-
Notifications
You must be signed in to change notification settings - Fork 96
Cascade may fail when Part table references another Part with renamed foreign keys #1429
Description
Summary
Diagram.cascade() with part_integrity="cascade" may not correctly propagate restrictions when a Part table references another Part table instead of its Master directly, especially with renamed (projected) foreign keys.
Context
Discussion: #1232 (Spyglass Merge table pattern)
Related: #1423 (Diagram.trace() — same issue applies in the upstream direction)
Problem
The Part→Master upward propagation in _propagate_restrictions() (diagram.py lines 514-537) does two things:
- Identifies the Master via
extract_master(target)— uses the__naming convention to derive the master table name from the part table name - Restricts the Master via
master_ft.proj() & child_ft.proj()— joins on shared primary key attributes
This assumes the Part table shares primary key attributes directly with its Master.

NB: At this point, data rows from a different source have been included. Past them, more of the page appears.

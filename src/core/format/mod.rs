//! Output formatting
//!
//! The export writes one `;`-delimited line per consent record under a fixed
//! header.

pub mod row;

pub use row::{format_row, header_row, Column, ColumnRule, COLUMNS, DELIMITER};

Case 1: Part references another Part with renamed FK (no direct Master reference)
@schema
class Master(dj.Manual):
definition = """
master_id : smallint
"""
class PartA(dj.Part):
definition = """
-> master
part_a_id : smallint
"""
class PartB(dj.Part):
definition = """
-> Master.PartA.proj(src_master='master_id', src_part='part_a_id')
part_b_id : smallint
"""PartB has no direct FK to Master — it references PartA with renamed keys (src_master ← master_id, src_part ← part_a_id). When cascade reaches PartB:
extract_mastercorrectly identifies Master by naming convention- But
master_ft.proj() & child_ft.proj()joins on shared attribute names —master_idis not in PartB (it was renamed tosrc_master), so the join finds no common attributes - The intermediate PartA restriction is also skipped
Case 2: Part references another Part only (no Master reference at all)
@schema
class Master(dj.Manual):
definition = """
master_id : smallint
"""
class PartA(dj.Part):
definition = """
-> master
part_a_id : smallint
"""
class PartB(dj.Part):
definition = """
-> Master.PartA
part_b_id : smallint
"""PartB references PartA directly (inheriting master_id and part_a_id). The restriction path should be PartB → PartA → Master. The current code jumps from PartB to Master via proj() & proj(). If master_id is inherited through PartA, the join may work by coincidence — but PartA's restriction is skipped entirely.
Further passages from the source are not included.